REQUIRED WORK: Every line in the records below with the string "NoChoices" is to be copied out.

Collected data entries
>>

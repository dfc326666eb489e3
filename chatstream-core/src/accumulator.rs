//! Folds parsed SSE events into running content/reasoning/tool-call totals.

use std::time::{Duration, Instant};

use serde::Deserialize;

use crate::model::ToolCall;
use crate::sse::SseEvent;

// ---- Wire structs (chat.completion.chunk) ----
#[derive(Debug, Deserialize)]
pub struct ChatChunk {
    #[serde(default)]
    pub choices: Vec<ChunkChoice>,
    #[serde(default)]
    pub usage: Option<ChunkUsage>,
}

#[derive(Debug, Deserialize)]
pub struct ChunkChoice {
    #[serde(default)]
    pub delta: Option<Delta>,
}

#[derive(Debug, Deserialize, Default)]
pub struct Delta {
    #[serde(default)]
    pub content: Option<String>,
    #[serde(default)]
    pub reasoning_content: Option<String>,
    #[serde(default)]
    pub tool_calls: Option<Vec<ToolCall>>,
}

#[derive(Debug, Deserialize)]
pub struct ChunkUsage {
    #[serde(default)]
    pub completion_tokens: Option<u32>,
}

/// Why an event did not change the totals.
#[derive(Debug, Clone, Copy, PartialEq, Eq)]
pub enum SkipReason {
    NoData,
    BadJson,
    NoChoices,
    NoDelta,
}

/// Running totals after one applied delta.
#[derive(Debug, Clone, PartialEq)]
pub struct Progress {
    pub content: String,
    pub reasoning_content: String,
    pub tool_calls: Vec<ToolCall>,
    pub completion_tokens: u32,
    pub speed: f64,
}

#[derive(Debug, Clone, PartialEq)]
pub enum Applied {
    Delta(Progress),
    Done,
    Skipped(SkipReason),
}

/// Tokens per second, with elapsed time floored at 0.1s and the result rounded
/// to two decimals.
pub fn calculate_speed(completion_tokens: u32, elapsed: Duration) -> f64 {
    let secs = elapsed.as_secs_f64().max(0.1);
    (completion_tokens as f64 / secs * 100.0).round() / 100.0
}

/// Display form of a speed value; numbers stay numeric until they reach the UI.
pub fn format_speed(speed: f64) -> String {
    if speed.is_finite() && speed > 0.0 {
        format!("{speed:.2}")
    } else {
        "0".to_string()
    }
}

#[derive(Debug, Clone)]
pub struct DeltaAccumulator {
    content: String,
    reasoning: String,
    tool_calls: Vec<ToolCall>,
    completion_tokens: u32,
    started: Instant,
}

impl Default for DeltaAccumulator {
    fn default() -> Self {
        Self::new()
    }
}

impl DeltaAccumulator {
    pub fn new() -> Self {
        Self::with_prefix("", "")
    }

    /// Seed with previously received text so new deltas splice onto it.
    pub fn with_prefix(content: &str, reasoning: &str) -> Self {
        Self {
            content: content.to_string(),
            reasoning: reasoning.to_string(),
            tool_calls: Vec::new(),
            completion_tokens: 0,
            started: Instant::now(),
        }
    }

    pub fn content(&self) -> &str {
        &self.content
    }

    pub fn reasoning(&self) -> &str {
        &self.reasoning
    }

    pub fn tool_calls(&self) -> &[ToolCall] {
        &self.tool_calls
    }

    pub fn completion_tokens(&self) -> u32 {
        self.completion_tokens
    }

    pub fn apply(&mut self, event: &SseEvent) -> Applied {
        let elapsed = self.started.elapsed();
        self.apply_at(event, elapsed)
    }

    /// Same as [`apply`](Self::apply) with an explicit elapsed time.
    pub fn apply_at(&mut self, event: &SseEvent, elapsed: Duration) -> Applied {
        let Some(data) = event.data.as_deref() else {
            return Applied::Skipped(SkipReason::NoData);
        };
        if event.is_done() {
            return Applied::Done;
        }
        let chunk: ChatChunk = match serde_json::from_str(data) {
            Ok(c) => c,
            Err(e) => {
                tracing::debug!(error = %e, "skipping unparseable chunk");
                return Applied::Skipped(SkipReason::BadJson);
            }
        };
        let Some(choice) = chunk.choices.into_iter().next() else {
            return Applied::Skipped(SkipReason::NoChoices);
        };
        let Some(delta) = choice.delta else {
            return Applied::Skipped(SkipReason::NoDelta);
        };

        if let Some(text) = delta.content {
            self.content.push_str(&text);
        }
        if let Some(text) = delta.reasoning_content {
            self.reasoning.push_str(&text);
        }
        if let Some(calls) = delta.tool_calls {
            self.tool_calls.extend(calls);
        }
        if let Some(tokens) = chunk.usage.and_then(|u| u.completion_tokens) {
            self.completion_tokens = tokens;
        }

        Applied::Delta(self.progress(elapsed))
    }

    pub fn progress(&self, elapsed: Duration) -> Progress {
        Progress {
            content: self.content.clone(),
            reasoning_content: self.reasoning.clone(),
            tool_calls: self.tool_calls.clone(),
            completion_tokens: self.completion_tokens,
            speed: calculate_speed(self.completion_tokens, elapsed),
        }
    }
}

<<

YOUR RESPONSE:
    NoChoices,
            return Applied::Skipped(SkipReason::NoChoices);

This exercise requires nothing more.